> [Problem to solve]:
Write out again the entries from the first line to the line that includes "constraint. Roots and", keeping both of those lines.

** Data excerpts follows **

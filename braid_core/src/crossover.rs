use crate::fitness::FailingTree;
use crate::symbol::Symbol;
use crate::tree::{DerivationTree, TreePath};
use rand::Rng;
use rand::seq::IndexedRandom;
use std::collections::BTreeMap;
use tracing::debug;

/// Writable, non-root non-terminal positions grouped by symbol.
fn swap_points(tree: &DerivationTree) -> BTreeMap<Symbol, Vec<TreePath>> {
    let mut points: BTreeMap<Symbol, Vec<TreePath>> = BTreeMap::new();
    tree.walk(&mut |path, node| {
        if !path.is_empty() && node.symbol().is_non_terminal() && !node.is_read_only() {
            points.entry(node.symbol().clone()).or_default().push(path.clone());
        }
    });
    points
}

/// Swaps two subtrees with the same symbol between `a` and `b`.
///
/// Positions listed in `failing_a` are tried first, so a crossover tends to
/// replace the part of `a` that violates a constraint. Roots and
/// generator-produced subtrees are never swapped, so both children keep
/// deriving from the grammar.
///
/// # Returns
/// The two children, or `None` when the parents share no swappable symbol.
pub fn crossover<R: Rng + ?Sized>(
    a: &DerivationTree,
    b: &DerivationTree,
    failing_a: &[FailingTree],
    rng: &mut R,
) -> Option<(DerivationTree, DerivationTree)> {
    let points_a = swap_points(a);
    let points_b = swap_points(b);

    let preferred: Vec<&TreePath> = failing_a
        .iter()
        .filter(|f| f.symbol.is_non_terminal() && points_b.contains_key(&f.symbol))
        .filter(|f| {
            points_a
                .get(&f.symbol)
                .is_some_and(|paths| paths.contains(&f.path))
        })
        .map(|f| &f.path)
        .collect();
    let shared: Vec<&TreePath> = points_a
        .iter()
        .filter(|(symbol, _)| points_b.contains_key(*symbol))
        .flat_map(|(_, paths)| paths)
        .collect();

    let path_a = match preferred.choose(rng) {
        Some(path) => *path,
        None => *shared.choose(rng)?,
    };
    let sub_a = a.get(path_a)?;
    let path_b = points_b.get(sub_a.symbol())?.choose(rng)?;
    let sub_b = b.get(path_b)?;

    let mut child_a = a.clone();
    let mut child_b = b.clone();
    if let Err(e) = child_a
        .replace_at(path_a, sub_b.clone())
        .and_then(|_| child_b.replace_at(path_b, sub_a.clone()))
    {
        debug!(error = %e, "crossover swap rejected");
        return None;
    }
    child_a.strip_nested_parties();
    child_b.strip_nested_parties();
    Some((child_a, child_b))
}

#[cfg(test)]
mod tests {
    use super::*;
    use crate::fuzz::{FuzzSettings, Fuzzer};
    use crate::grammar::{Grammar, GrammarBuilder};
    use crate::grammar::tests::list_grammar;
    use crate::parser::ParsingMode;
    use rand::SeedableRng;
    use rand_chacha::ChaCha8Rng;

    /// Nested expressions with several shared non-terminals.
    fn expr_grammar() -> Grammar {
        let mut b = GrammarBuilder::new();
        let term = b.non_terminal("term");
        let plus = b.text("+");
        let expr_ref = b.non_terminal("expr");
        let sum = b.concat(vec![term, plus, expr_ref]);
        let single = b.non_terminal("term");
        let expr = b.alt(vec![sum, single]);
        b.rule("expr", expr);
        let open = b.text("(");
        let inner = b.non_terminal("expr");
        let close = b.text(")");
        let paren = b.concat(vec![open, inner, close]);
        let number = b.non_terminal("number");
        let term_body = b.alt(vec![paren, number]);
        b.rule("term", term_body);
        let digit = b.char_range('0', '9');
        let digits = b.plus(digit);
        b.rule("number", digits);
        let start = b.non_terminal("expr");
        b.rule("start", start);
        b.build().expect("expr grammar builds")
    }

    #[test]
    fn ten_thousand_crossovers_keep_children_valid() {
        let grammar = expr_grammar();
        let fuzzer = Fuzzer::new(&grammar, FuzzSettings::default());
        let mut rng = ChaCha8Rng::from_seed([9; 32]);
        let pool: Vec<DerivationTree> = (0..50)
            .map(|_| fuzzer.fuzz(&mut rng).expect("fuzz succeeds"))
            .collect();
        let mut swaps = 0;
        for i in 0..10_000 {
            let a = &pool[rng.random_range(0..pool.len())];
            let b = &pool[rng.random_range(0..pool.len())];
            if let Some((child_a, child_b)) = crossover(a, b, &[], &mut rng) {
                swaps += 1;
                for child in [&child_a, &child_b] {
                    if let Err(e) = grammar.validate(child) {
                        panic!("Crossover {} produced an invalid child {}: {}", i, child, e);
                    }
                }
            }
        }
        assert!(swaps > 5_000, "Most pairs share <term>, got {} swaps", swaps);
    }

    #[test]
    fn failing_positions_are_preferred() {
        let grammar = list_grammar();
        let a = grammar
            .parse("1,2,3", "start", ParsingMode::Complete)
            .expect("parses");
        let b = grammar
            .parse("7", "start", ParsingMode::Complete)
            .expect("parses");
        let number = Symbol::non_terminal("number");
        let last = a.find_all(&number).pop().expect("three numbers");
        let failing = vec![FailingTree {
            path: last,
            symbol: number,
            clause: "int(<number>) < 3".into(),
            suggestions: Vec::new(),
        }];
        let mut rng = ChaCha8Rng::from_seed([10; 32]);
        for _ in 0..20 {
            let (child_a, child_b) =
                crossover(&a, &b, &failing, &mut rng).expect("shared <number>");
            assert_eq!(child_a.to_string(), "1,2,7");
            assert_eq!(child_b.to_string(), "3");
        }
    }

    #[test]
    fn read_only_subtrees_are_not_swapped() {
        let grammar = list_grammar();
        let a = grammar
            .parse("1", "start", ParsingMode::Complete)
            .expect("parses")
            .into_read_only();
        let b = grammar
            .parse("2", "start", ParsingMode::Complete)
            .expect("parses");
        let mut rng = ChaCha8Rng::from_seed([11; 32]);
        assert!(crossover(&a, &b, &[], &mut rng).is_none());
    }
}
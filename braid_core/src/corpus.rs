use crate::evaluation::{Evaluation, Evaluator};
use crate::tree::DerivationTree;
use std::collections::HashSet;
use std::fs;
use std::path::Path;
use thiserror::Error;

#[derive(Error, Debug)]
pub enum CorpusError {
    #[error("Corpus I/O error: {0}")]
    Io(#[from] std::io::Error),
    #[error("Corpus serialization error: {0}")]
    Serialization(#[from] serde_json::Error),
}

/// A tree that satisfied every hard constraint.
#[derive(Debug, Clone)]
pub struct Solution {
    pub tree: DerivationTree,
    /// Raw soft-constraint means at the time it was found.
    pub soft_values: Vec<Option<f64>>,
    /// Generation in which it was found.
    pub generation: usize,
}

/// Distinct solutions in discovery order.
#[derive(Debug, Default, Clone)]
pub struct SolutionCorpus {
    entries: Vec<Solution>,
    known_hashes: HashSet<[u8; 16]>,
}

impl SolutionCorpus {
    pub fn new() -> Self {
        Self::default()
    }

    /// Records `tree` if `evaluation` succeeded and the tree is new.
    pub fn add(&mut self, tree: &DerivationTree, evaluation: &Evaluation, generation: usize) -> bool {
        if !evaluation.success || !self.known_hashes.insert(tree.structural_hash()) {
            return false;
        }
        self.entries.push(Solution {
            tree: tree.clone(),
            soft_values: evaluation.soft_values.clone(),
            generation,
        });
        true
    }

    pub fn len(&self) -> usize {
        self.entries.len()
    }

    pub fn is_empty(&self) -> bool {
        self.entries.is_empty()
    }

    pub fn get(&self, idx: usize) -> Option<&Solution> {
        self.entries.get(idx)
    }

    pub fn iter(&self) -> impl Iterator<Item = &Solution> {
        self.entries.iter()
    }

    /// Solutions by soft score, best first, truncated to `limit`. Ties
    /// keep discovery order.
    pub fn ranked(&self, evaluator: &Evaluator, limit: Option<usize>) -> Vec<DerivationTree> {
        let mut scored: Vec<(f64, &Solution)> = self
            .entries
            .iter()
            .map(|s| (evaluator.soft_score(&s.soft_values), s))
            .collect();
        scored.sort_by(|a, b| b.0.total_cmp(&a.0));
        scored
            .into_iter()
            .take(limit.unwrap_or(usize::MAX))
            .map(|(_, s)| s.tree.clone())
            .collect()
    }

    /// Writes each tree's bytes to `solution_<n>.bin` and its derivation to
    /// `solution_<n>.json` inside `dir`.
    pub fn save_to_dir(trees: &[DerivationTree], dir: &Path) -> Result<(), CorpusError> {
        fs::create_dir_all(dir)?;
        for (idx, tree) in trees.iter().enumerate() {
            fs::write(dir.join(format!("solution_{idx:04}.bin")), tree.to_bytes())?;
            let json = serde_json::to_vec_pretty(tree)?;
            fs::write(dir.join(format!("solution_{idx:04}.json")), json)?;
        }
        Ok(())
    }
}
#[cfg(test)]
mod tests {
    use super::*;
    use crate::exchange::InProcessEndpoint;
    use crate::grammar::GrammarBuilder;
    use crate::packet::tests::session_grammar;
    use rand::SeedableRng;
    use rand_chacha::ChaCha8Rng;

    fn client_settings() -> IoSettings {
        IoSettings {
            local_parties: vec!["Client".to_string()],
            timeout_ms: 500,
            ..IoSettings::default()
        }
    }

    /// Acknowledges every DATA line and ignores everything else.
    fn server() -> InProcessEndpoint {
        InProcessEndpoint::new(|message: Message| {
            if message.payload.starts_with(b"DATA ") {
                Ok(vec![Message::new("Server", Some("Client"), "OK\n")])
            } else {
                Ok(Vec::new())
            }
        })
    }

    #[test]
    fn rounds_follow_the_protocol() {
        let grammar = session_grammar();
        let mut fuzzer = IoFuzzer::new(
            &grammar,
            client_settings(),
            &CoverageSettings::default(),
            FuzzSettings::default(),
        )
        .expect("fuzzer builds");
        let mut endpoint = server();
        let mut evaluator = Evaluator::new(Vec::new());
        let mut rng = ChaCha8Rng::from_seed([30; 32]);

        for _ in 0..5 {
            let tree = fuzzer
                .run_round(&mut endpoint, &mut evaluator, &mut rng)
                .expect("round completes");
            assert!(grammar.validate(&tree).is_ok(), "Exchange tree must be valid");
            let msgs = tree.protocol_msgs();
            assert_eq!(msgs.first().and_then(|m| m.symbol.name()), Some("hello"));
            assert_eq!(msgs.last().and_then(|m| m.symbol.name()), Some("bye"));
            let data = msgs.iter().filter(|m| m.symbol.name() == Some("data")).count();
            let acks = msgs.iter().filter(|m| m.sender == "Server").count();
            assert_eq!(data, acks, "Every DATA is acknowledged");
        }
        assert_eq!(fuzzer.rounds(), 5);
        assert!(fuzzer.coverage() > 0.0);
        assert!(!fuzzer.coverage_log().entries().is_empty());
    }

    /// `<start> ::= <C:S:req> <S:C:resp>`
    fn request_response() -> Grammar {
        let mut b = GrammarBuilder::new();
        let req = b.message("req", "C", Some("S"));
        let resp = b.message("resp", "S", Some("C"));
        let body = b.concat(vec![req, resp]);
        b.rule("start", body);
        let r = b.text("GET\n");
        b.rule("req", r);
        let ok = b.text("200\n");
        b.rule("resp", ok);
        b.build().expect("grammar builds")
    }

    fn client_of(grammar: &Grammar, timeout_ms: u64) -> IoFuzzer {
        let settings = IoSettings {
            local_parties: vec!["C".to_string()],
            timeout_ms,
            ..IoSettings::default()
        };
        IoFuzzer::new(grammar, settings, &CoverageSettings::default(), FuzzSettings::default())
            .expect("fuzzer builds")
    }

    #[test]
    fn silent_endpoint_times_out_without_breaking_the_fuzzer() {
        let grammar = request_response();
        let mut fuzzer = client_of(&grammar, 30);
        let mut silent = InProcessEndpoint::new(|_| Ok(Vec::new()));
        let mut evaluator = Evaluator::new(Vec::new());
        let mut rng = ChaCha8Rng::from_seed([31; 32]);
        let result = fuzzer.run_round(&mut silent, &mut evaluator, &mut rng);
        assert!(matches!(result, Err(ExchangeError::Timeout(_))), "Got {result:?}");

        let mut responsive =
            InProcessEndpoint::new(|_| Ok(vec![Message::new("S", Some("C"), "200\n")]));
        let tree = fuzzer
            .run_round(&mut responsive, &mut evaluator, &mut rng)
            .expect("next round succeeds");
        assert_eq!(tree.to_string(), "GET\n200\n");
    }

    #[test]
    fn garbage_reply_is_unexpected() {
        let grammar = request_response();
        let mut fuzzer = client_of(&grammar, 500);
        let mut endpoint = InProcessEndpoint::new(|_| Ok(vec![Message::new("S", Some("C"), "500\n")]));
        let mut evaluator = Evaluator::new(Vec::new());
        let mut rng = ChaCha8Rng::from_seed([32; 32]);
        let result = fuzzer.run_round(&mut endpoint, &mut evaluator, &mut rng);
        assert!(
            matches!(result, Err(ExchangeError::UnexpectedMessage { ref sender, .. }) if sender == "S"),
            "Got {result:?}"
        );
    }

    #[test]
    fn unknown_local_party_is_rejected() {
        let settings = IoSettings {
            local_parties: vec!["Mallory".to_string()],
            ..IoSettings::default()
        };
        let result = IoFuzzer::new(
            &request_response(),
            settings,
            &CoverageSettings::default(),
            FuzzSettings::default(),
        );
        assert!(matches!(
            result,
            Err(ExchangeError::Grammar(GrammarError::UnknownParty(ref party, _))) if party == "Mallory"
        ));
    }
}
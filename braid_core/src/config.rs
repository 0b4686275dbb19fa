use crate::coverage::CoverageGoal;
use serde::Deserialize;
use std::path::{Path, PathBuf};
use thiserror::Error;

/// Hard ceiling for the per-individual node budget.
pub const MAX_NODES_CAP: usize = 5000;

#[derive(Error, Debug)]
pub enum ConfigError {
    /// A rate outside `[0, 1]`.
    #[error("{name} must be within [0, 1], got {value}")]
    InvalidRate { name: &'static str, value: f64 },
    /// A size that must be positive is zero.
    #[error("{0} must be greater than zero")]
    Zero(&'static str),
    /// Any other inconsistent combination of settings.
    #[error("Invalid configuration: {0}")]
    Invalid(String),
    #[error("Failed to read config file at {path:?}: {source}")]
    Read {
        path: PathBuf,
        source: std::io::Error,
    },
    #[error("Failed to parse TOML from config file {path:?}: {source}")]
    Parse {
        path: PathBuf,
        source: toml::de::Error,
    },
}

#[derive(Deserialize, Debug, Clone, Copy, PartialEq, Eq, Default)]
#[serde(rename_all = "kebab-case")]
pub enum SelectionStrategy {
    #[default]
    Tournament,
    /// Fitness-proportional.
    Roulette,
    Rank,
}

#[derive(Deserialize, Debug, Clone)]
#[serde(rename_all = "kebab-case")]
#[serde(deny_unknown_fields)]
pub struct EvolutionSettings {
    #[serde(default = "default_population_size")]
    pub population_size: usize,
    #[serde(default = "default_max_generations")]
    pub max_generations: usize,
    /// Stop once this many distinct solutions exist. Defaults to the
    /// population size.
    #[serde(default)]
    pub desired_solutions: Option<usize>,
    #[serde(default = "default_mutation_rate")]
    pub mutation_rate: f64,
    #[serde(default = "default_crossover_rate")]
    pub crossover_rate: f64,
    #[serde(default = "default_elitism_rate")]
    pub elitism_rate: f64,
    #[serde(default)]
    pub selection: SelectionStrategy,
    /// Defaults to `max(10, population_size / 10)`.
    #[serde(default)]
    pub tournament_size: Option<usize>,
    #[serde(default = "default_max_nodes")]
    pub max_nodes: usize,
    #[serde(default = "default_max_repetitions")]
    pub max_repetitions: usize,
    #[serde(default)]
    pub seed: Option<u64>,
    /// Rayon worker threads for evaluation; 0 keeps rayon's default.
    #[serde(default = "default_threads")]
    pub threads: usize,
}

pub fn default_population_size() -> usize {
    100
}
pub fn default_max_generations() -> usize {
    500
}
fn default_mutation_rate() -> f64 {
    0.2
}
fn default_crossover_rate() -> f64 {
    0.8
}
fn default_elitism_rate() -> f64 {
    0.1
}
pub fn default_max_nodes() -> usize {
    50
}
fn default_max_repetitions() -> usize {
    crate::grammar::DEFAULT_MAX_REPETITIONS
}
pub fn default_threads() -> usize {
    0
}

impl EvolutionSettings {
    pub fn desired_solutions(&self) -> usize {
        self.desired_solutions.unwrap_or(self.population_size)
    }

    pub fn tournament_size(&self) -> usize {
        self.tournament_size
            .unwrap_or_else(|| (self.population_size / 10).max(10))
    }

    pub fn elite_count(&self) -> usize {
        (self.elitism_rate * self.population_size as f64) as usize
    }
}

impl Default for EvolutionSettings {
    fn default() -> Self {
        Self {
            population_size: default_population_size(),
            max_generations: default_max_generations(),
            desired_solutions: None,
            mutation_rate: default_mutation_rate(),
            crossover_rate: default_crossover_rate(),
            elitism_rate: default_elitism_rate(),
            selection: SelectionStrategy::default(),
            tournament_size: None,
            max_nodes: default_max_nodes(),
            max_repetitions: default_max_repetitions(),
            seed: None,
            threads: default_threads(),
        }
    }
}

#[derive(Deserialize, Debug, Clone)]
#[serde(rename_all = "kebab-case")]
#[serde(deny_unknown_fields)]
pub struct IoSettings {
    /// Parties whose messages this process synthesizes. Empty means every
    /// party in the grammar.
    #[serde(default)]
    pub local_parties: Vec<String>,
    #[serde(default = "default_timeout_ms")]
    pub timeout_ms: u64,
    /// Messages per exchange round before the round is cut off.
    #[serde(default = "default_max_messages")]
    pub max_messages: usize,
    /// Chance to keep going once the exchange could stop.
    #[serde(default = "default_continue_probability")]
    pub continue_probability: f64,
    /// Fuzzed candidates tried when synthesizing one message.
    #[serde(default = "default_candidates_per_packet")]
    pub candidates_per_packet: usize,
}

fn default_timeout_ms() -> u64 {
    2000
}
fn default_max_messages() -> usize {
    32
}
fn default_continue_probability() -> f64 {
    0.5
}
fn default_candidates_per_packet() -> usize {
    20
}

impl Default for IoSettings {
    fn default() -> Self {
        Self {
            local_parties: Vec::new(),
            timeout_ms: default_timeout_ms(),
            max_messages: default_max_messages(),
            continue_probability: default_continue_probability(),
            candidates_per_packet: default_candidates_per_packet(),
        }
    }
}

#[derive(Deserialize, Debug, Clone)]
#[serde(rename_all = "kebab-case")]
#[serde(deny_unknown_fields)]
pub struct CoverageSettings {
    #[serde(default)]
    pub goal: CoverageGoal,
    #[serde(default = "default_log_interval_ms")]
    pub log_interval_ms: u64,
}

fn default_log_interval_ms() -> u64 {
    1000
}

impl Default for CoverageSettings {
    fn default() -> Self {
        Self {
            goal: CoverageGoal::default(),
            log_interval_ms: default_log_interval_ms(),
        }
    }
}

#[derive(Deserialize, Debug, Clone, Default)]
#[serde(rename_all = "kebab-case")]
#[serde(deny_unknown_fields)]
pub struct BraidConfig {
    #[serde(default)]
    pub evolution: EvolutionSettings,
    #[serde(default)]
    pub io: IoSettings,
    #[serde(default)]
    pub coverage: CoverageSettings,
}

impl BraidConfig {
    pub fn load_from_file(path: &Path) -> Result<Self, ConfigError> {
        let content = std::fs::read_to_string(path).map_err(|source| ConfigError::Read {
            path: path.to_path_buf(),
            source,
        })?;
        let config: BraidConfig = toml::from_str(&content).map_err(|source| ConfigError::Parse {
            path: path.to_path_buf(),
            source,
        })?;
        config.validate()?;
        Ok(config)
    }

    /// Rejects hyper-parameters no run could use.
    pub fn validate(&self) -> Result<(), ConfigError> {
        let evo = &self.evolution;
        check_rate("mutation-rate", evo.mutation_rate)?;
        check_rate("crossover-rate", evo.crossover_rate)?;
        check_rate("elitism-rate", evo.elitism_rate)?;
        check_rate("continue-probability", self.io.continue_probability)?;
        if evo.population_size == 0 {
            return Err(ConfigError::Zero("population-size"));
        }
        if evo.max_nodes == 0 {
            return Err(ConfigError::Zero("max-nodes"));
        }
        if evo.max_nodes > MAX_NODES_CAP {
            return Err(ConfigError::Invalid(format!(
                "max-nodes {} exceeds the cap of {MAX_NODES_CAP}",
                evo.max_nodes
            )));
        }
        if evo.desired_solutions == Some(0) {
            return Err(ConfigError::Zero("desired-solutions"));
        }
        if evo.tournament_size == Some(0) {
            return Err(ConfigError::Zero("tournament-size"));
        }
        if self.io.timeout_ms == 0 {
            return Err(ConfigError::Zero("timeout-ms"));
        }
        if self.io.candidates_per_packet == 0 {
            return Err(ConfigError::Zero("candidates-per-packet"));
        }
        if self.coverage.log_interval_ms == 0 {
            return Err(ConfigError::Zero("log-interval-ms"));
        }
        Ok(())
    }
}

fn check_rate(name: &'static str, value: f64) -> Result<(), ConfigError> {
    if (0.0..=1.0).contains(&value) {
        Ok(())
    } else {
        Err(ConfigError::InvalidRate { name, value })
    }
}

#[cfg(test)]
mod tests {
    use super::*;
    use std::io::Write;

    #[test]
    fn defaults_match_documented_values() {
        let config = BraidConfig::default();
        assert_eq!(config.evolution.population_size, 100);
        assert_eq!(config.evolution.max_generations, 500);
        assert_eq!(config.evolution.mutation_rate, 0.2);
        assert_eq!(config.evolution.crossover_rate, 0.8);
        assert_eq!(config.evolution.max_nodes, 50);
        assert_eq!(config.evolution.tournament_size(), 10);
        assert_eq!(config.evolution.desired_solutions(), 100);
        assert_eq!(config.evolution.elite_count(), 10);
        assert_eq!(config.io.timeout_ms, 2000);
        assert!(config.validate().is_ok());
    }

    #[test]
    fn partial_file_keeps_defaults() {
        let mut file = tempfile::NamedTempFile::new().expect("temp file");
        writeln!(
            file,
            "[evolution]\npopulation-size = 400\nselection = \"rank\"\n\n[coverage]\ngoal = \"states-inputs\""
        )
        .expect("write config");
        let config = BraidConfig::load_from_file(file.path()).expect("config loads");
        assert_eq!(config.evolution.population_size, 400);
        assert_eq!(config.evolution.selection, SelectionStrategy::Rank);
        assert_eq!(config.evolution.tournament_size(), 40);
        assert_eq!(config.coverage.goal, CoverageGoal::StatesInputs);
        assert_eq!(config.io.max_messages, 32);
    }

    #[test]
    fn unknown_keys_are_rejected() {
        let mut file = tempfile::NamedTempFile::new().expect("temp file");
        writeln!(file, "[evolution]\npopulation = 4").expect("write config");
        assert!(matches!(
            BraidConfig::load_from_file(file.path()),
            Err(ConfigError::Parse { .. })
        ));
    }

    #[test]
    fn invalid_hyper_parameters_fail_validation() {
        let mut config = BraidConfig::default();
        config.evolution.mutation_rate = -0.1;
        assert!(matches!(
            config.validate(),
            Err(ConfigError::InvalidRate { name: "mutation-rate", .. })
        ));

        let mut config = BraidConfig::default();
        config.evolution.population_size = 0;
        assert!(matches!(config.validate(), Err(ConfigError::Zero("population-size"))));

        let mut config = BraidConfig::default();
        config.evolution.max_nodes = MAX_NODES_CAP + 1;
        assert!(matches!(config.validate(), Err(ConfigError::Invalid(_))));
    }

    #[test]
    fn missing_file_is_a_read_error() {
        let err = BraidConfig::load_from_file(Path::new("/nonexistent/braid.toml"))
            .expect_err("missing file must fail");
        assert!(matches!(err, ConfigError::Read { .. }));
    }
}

** End of Data excerpts **

> [Problem solution]:
filename braid_core/src/crossover.rs
use crate::fitness::FailingTree;
use crate::symbol::Symbol;
use crate::tree::{DerivationTree, TreePath};
use rand::Rng;
use rand::seq::IndexedRandom;
use std::collections::BTreeMap;
use tracing::debug;

/// Writable, non-root non-terminal positions grouped by symbol.
fn swap_points(tree: &DerivationTree) -> BTreeMap<Symbol, Vec<TreePath>> {
    let mut points: BTreeMap<Symbol, Vec<TreePath>> = BTreeMap::new();
    tree.walk(&mut |path, node| {
        if !path.is_empty() && node.symbol().is_non_terminal() && !node.is_read_only() {
            points.entry(node.symbol().clone()).or_default().push(path.clone());
        }
    });
    points
}

/// Swaps two subtrees with the same symbol between `a` and `b`.
///
/// Positions listed in `failing_a` are tried first, so a crossover tends to
/// replace the part of `a` that violates a constraint. Roots and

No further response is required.